Cyanogen, the company behind the popular custom Android fork Cyanogen OS has announced it is shutting down all services and nightly builds on December 31. The open source project and source code will remain available for anyone who wants to develop on top of it, but owners of devices that run the Cyanogen OS, including the OnePlus One and Lenovo ZUK Z1, won't get further updates.

The company's version of Android got some traction early on, securing over $100-million in funding, and its CEO made no secret of his ambition to "take Android away from Google" with a more open version of the OS. They even found an ally in Microsoft replacing Google's default services with out of the box access to Office, Skype, OneDrive, OneNote, Outlook, and Bing. But ultimately they failed in convincing phone makers to use CyanogenMod and eventually lost One Plus as their biggest hardware partner.
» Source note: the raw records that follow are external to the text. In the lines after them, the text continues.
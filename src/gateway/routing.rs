//! Command router: maps a classified request to an inline reply or a
//! generation job.

use crate::replies;
use kondate_core::{
    error::KondateError,
    intent::Intent,
    message::{GenerationJob, VerifiedRequest},
    prompt::PromptTemplate,
    traits::IngredientStore,
};
use tracing::debug;

/// What the responder should do with a request.
#[derive(Debug)]
pub enum RouterAction {
    /// Reply with this text right away. Store mutations are already done.
    ReplyNow(String),
    /// Hand this job to the generator and acknowledge.
    Dispatch(GenerationJob),
}

/// Route a request. Only touches the ingredient store; never calls the
/// generation service.
pub async fn route(
    request: &VerifiedRequest,
    intent: Intent,
    store: &dyn IngredientStore,
) -> Result<RouterAction, KondateError> {
    let user = request.user_id();
    let action = match intent {
        Intent::Help => RouterAction::ReplyNow(replies::help()),
        Intent::StoreList => {
            let set = store.list(user).await?;
            RouterAction::ReplyNow(replies::ingredient_list(&set))
        }
        Intent::StoreClear => {
            store.clear(user).await?;
            RouterAction::ReplyNow(replies::cleared())
        }
        Intent::StoreAdd(items) if items.is_empty() => RouterAction::ReplyNow(replies::add_usage()),
        Intent::StoreAdd(items) => {
            let set = store.add(user, &items).await?;
            RouterAction::ReplyNow(replies::added(&set))
        }
        Intent::GenerateFromIngredients(text) => RouterAction::Dispatch(GenerationJob::new(
            request,
            PromptTemplate::Ingredients,
            text,
        )),
        Intent::GenerateFromMood(text) => {
            RouterAction::Dispatch(GenerationJob::new(request, PromptTemplate::Mood, text))
        }
        Intent::StoreGenerate => {
            let set = store.list(user).await?;
            if set.is_empty() {
                RouterAction::ReplyNow(replies::store_empty())
            } else {
                RouterAction::Dispatch(GenerationJob::new(
                    request,
                    PromptTemplate::Ingredients,
                    set.to_input(),
                ))
            }
        }
    };
    debug!(
        user,
        dispatch = matches!(action, RouterAction::Dispatch(_)),
        "routed request"
    );
    Ok(action)
}
mod gateway;
mod replies;

use clap::{Parser, Subcommand};
use gateway::{handoff, Gateway, Platforms};
use kondate_channels::{LineChannel, SlackChannel};
use kondate_core::{
    config::{self, shellexpand, Config},
    error::KondateError,
    intent::{self, Intent},
    message::Platform,
    prompt::{build_prompt, PromptTemplate},
    traits::{CompletionRequest, Provider},
};
use kondate_memory::Store;
use kondate_providers::{AnthropicProvider, OpenAiProvider};
use std::path::PathBuf;
use std::sync::Arc;
use std::time::Duration;
use tracing_appender::non_blocking::WorkerGuard;
use tracing_subscriber::fmt::writer::MakeWriterExt;
use tracing_subscriber::EnvFilter;

#[derive(Parser)]
#[command(
    name = "kondate",
    version,
    about = "Kondate — dinner suggestions for Slack and LINE"
)]
struct Cli {
    #[command(subcommand)]
    command: Commands,

    /// Path to config file.
    #[arg(short, long, default_value = "config.toml")]
    config: String,
}

#[derive(Subcommand)]
enum Commands {
    /// Run the webhook server and background generator.
    Start,
    /// Check platforms, provider and ingredient store.
    Status,
    /// Print the intent assigned to some text.
    Classify {
        #[arg(trailing_var_arg = true)]
        text: Vec<String>,
    },
    /// Generate suggestions for some text and print them.
    Suggest {
        #[arg(trailing_var_arg = true)]
        text: Vec<String>,
    },
}

#[tokio::main]
async fn main() -> anyhow::Result<()> {
    let cli = Cli::parse();
    let cfg = load_config(&cli.config)?;

    match cli.command {
        Commands::Start => {
            let _guard = init_logging(&cfg, true)?;
            cfg.validate()?;

            let provider = build_provider(&cfg)?;
            if !provider.is_available().await {
                anyhow::bail!("provider '{}' is not available", provider.name());
            }
            let platforms = build_platforms(&cfg)?;
            let store = Store::new(&cfg.memory).await?;
            let (queue, jobs) = handoff::channel(cfg.generation.queue_capacity);

            println!("Kondate — Starting webhook server...");
            let gw = Arc::new(Gateway::new(
                provider,
                platforms,
                Arc::new(store),
                Arc::new(queue),
                cfg.server.clone(),
                cfg.generation.clone(),
            ));
            gw.run(jobs).await?;
        }
        Commands::Status => {
            let _guard = init_logging(&cfg, false)?;
            status(&cli.config, &cfg).await;
        }
        Commands::Classify { text } => {
            let _guard = init_logging(&cfg, false)?;
            let text = text.join(" ");
            let intent = intent::classify(&text);
            println!("intent: {}", intent.kind());
            match intent {
                Intent::GenerateFromIngredients(t) | Intent::GenerateFromMood(t) => {
                    println!("input:  {t}");
                }
                Intent::StoreAdd(items) => println!("items:  {}", items.join(" | ")),
                _ => {}
            }
        }
        Commands::Suggest { text } => {
            let _guard = init_logging(&cfg, false)?;
            if text.is_empty() {
                anyhow::bail!("no text provided. Usage: kondate suggest <ingredients or mood>");
            }
            suggest(&cfg, &text.join(" ")).await?;
        }
    }

    Ok(())
}

/// Load the config file and overlay secrets from the environment.
fn load_config(path: &str) -> anyhow::Result<Config> {
    let mut cfg = config::load(path)?;
    cfg.apply_env(|key| std::env::var(key).ok());
    Ok(cfg)
}

/// `RUST_LOG` wins over `bot.log_level`. With `to_file`, logs also go to
/// `{data_dir}/logs/kondate.log`.
fn init_logging(cfg: &Config, to_file: bool) -> anyhow::Result<Option<WorkerGuard>> {
    let filter =
        EnvFilter::try_from_default_env().unwrap_or_else(|_| EnvFilter::new(&cfg.bot.log_level));

    if !to_file {
        tracing_subscriber::fmt()
            .with_env_filter(filter)
            .with_writer(std::io::stderr)
            .init();
        return Ok(None);
    }

    let logs_dir = PathBuf::from(shellexpand(&cfg.bot.data_dir)).join("logs");
    std::fs::create_dir_all(&logs_dir)?;
    let file_appender = tracing_appender::rolling::never(&logs_dir, "kondate.log");
    let (file_writer, guard) = tracing_appender::non_blocking(file_appender);
    tracing_subscriber::fmt()
        .with_env_filter(filter)
        .with_ansi(false)
        .with_writer(std::io::stderr.and(file_writer))
        .init();
    Ok(Some(guard))
}

/// Build the configured provider.
fn build_provider(cfg: &Config) -> anyhow::Result<Arc<dyn Provider>> {
    match cfg.provider.default.as_str() {
        "anthropic" => {
            let a = cfg.provider.anthropic.clone().unwrap_or_default();
            Ok(Arc::new(AnthropicProvider::from_config(a.api_key, a.model)))
        }
        "openai" => {
            let o = cfg.provider.openai.clone().unwrap_or_default();
            Ok(Arc::new(OpenAiProvider::from_config(
                o.base_url, o.api_key, o.model,
            )))
        }
        other => anyhow::bail!("unsupported provider: {other}"),
    }
}

/// Build every enabled chat platform.
fn build_platforms(cfg: &Config) -> anyhow::Result<Platforms> {
    let mut platforms: Platforms = Platforms::new();

    if let Some(slack) = cfg.channel.slack.as_ref().filter(|s| s.enabled) {
        if slack.bot_token.is_empty() {
            tracing::warn!("Slack bot_token is empty; event replies cannot be delivered");
        }
        platforms.insert(Platform::Slack, Arc::new(SlackChannel::new(slack.clone())));
    }

    if let Some(line) = cfg.channel.line.as_ref().filter(|l| l.enabled) {
        if line.channel_access_token.is_empty() {
            tracing::warn!("LINE channel_access_token is empty; replies cannot be delivered");
        }
        platforms.insert(Platform::Line, Arc::new(LineChannel::new(line.clone())));
    }

    if platforms.is_empty() {
        anyhow::bail!("No platforms enabled. Enable Slack or LINE in config.toml.");
    }
    Ok(platforms)
}

async fn status(config_path: &str, cfg: &Config) {
    println!("Kondate — Status Check\n");
    println!("Config: {config_path}");
    match cfg.validate() {
        Ok(()) => println!("Validation: ok"),
        Err(e) => println!("Validation: {e}"),
    }
    println!();

    match build_provider(cfg) {
        Ok(provider) => println!(
            "  provider {}: {}",
            provider.name(),
            if provider.is_available().await {
                "available"
            } else {
                "not available"
            }
        ),
        Err(e) => println!("  provider: {e}"),
    }

    match &cfg.channel.slack {
        Some(s) if s.enabled && !s.signing_secret.is_empty() => {
            println!("  slack: configured")
        }
        Some(s) if s.enabled => println!("  slack: enabled but missing signing_secret"),
        Some(_) => println!("  slack: disabled"),
        None => println!("  slack: not configured"),
    }
    match &cfg.channel.line {
        Some(l) if l.enabled && !l.channel_secret.is_empty() => println!("  line: configured"),
        Some(l) if l.enabled => println!("  line: enabled but missing channel_secret"),
        Some(_) => println!("  line: disabled"),
        None => println!("  line: not configured"),
    }

    match Store::new(&cfg.memory).await {
        Ok(store) => {
            let line = store_status(
                &cfg.memory.db_path,
                store.user_count().await,
                store.db_size().await,
            );
            println!("  store: {line}");
        }
        Err(e) => println!("  store: {e}"),
    }
}

fn store_status(
    db_path: &str,
    users: Result<i64, KondateError>,
    size: Result<u64, KondateError>,
) -> String {
    match (users, size) {
        (Ok(users), Ok(size)) => format!("{db_path} ({users} users, {size} bytes)"),
        (Err(e), _) | (_, Err(e)) => format!("{db_path} (error: {e})"),
    }
}

/// One-shot generation from the terminal.
async fn suggest(cfg: &Config, text: &str) -> anyhow::Result<()> {
    let (template, input) = match intent::classify(text) {
        Intent::GenerateFromIngredients(t) => (PromptTemplate::Ingredients, t),
        Intent::GenerateFromMood(t) => (PromptTemplate::Mood, t),
        other => anyhow::bail!(
            "'{text}' is a {} command, not a generation request",
            other.kind()
        ),
    };

    let provider = build_provider(cfg)?;
    if !provider.is_available().await {
        anyhow::bail!("provider '{}' is not available", provider.name());
    }

    let request = CompletionRequest {
        prompt: build_prompt(template, &input),
        max_tokens: cfg.generation.max_tokens,
        temperature: cfg.generation.temperature,
    };
    let timeout = Duration::from_secs(cfg.generation.timeout_secs);
    let recipes = gateway::generator::generate(provider.as_ref(), request, timeout).await?;

    println!("{}: {input}\n", template.label());
    for recipe in recipes {
        println!("{}. {}", recipe.number, recipe.name);
        if !recipe.description.is_empty() {
            println!("   {}", recipe.description.replace('\n', "\n   "));
        }
        if !recipe.missing_items.is_empty() {
            println!("   追加で必要: {}", recipe.missing_items.join("、"));
        }
    }
    Ok(())
}

#[cfg(test)]
mod tests {
    use super::*;

    #[test]
    fn test_store_status_reports_counts() {
        assert_eq!(
            store_status("db.sqlite", Ok(3), Ok(4096)),
            "db.sqlite (3 users, 4096 bytes)"
        );
    }

    #[test]
    fn test_store_status_reports_errors() {
        let line = store_status(
            "db.sqlite",
            Err(KondateError::Memory("no such table: ingredients".into())),
            Ok(4096),
        );
        assert!(line.contains("error"), "{line}");
        assert!(line.contains("no such table"), "{line}");
        assert!(!line.contains("0 users"), "{line}");

        let line = store_status("db.sqlite", Ok(3), Err(KondateError::Memory("io".into())));
        assert!(line.contains("error"), "{line}");
    }
}
//! Plain-text rendering shared by both platforms.

use kondate_core::prompt::PromptTemplate;
use kondate_core::recipe::Recipe;

pub(crate) const RESULT_TITLE: &str = "🍽️ 晩御飯メニュー提案";
pub(crate) const MISSING_LABEL: &str = "追加で必要";

/// Truncate to at most `max` characters, appending an ellipsis if cut.
pub(crate) fn truncate_chars(text: &str, max: usize) -> String {
    if text.chars().count() <= max {
        return text.to_string();
    }
    let mut out: String = text.chars().take(max.saturating_sub(1)).collect();
    out.push('…');
    out
}

pub(crate) fn basis_line(template: PromptTemplate, input: &str) -> String {
    format!("{}「{}」に基づく提案", template.label(), input.trim())
}

pub(crate) fn missing_line(recipe: &Recipe) -> Option<String> {
    if recipe.missing_items.is_empty() {
        None
    } else {
        Some(format!("{MISSING_LABEL}: {}", recipe.missing_items.join("、")))
    }
}

/// Recipes as a plain-text message.
pub(crate) fn recipes_as_text(template: PromptTemplate, input: &str, recipes: &[Recipe]) -> String {
    let mut text = format!("{RESULT_TITLE}\n{}\n", basis_line(template, input));
    for recipe in recipes {
        text.push_str(&format!("\n{}. {}\n", recipe.number, recipe.name));
        if !recipe.description.is_empty() {
            for line in recipe.description.lines() {
                text.push_str(&format!("   - {line}\n"));
            }
        }
        if let Some(missing) = missing_line(recipe) {
            text.push_str(&format!("   - {missing}\n"));
        }
    }
    text.trim_end().to_string()
}

#[cfg(test)]
mod tests {
    use super::*;

    fn recipe(number: u32, name: &str, missing: &[&str]) -> Recipe {
        Recipe {
            number,
            name: name.into(),
            description: "説明".into(),
            missing_items: missing.iter().map(|s| s.to_string()).collect(),
        }
    }

    #[test]
    fn test_truncate_chars_counts_characters() {
        assert_eq!(truncate_chars("あいう", 3), "あいう");
        assert_eq!(truncate_chars("あいうえ", 3), "あい…");
    }

    #[test]
    fn test_recipes_as_text_layout() {
        let text = recipes_as_text(
            PromptTemplate::Ingredients,
            "卵",
            &[recipe(1, "親子丼", &["鶏もも肉"]), recipe(2, "卵焼き", &[])],
        );
        assert!(text.starts_with(RESULT_TITLE));
        assert!(text.contains("食材「卵」に基づく提案"));
        assert!(text.contains("1. 親子丼\n   - 説明\n   - 追加で必要: 鶏もも肉"));
        assert!(text.ends_with("2. 卵焼き\n   - 説明"));
    }
}
//! Webhook signature verification.
//!
//! Both platforms reduce to "keyed HMAC-SHA256 over the raw body, compared in
//! constant time":
//! - Slack signs `v0:{timestamp}:{body}` and sends `v0=<hex>` in
//!   `X-Slack-Signature`, with the timestamp in `X-Slack-Request-Timestamp`.
//! - LINE signs the body with the channel secret and sends base64 in
//!   `X-Line-Signature`; event timestamps live inside the body.
//!
//! Verification is pure: inputs plus the caller-supplied `now`.

use base64::{engine::general_purpose::STANDARD as BASE64, Engine};
use chrono::{DateTime, Utc};
use hmac::{Hmac, Mac};
use sha2::Sha256;

use crate::error::VerifyError;

type HmacSha256 = Hmac<Sha256>;

pub const SLACK_SIGNATURE_HEADER: &str = "x-slack-signature";
pub const SLACK_TIMESTAMP_HEADER: &str = "x-slack-request-timestamp";
pub const LINE_SIGNATURE_HEADER: &str = "x-line-signature";

const SLACK_VERSION: &str = "v0";

/// Proof that a webhook body passed verification.
#[derive(Debug, Clone, Copy)]
pub struct Authentic {
    verified_at: DateTime<Utc>,
}

impl Authentic {
    pub fn verified_at(&self) -> DateTime<Utc> {
        self.verified_at
    }
}

/// Reject if `|now - declared|` exceeds `window_secs`.
pub fn check_freshness(
    declared_secs: i64,
    now: DateTime<Utc>,
    window_secs: i64,
) -> Result<(), VerifyError> {
    let age_secs = (now.timestamp() - declared_secs).abs();
    if age_secs > window_secs {
        return Err(VerifyError::StaleTimestamp {
            age_secs,
            window_secs,
        });
    }
    Ok(())
}

fn mac(secret: &str) -> Result<HmacSha256, VerifyError> {
    HmacSha256::new_from_slice(secret.as_bytes()).map_err(|_| VerifyError::SignatureMismatch)
}

/// Compute the Slack `v0=<hex>` signature for a body.
pub fn sign_slack(secret: &str, timestamp: &str, body: &[u8]) -> String {
    let Ok(mut m) = mac(secret) else {
        return String::new();
    };
    m.update(format!("{SLACK_VERSION}:{timestamp}:").as_bytes());
    m.update(body);
    format!("{SLACK_VERSION}={}", hex::encode(m.finalize().into_bytes()))
}

/// Verify a Slack request.
pub fn verify_slack(
    secret: &str,
    body: &[u8],
    signature: &str,
    timestamp: &str,
    now: DateTime<Utc>,
    window_secs: i64,
) -> Result<Authentic, VerifyError> {
    let declared: i64 = timestamp
        .trim()
        .parse()
        .map_err(|_| VerifyError::MalformedTimestamp)?;

    let expected = signature
        .strip_prefix("v0=")
        .and_then(|hex_sig| hex::decode(hex_sig).ok())
        .ok_or(VerifyError::SignatureMismatch)?;

    let mut m = mac(secret)?;
    m.update(format!("{SLACK_VERSION}:{}:", timestamp.trim()).as_bytes());
    m.update(body);
    m.verify_slice(&expected)
        .map_err(|_| VerifyError::SignatureMismatch)?;

    check_freshness(declared, now, window_secs)?;
    Ok(Authentic { verified_at: now })
}

/// Compute the LINE base64 signature for a body.
pub fn sign_line(channel_secret: &str, body: &[u8]) -> String {
    let Ok(mut m) = mac(channel_secret) else {
        return String::new();
    };
    m.update(body);
    BASE64.encode(m.finalize().into_bytes())
}

/// Verify a LINE request.
///
/// `newest_event_secs` is the most recent event timestamp in the body, or
/// `None` when the body carries no events (nothing to replay).
pub fn verify_line(
    channel_secret: &str,
    body: &[u8],
    signature: &str,
    newest_event_secs: Option<i64>,
    now: DateTime<Utc>,
    window_secs: i64,
) -> Result<Authentic, VerifyError> {
    let expected = BASE64
        .decode(signature.trim())
        .map_err(|_| VerifyError::SignatureMismatch)?;

    let mut m = mac(channel_secret)?;
    m.update(body);
    m.verify_slice(&expected)
        .map_err(|_| VerifyError::SignatureMismatch)?;

    if let Some(declared) = newest_event_secs {
        check_freshness(declared, now, window_secs)?;
    }
    Ok(Authentic { verified_at: now })
}

/// Test-only proof for code that needs a `VerifiedRequest` without a signed body.
#[cfg(any(test, feature = "test-util"))]
pub fn authentic_for_tests(now: DateTime<Utc>) -> Authentic {
    Authentic { verified_at: now }
}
The community of developers maintaining the open-source CyanogenMod ROM responded to the shutdown saying they'll focus their efforts on a new open-source Android project called Lineage. They insist this is more than just a rebranding effort but "a return to the grassroots community effort that used to define CM while maintaining the professional quality and reliability you have come to expect."

Signs of Cyanogens's troubles have been surfacing over the last few months, with the firm's decision to lay off around 20 percent of its workforce and a supposed shift to apps (which was later denied), as well as the continued internal conflicts between the founders, executives and development team.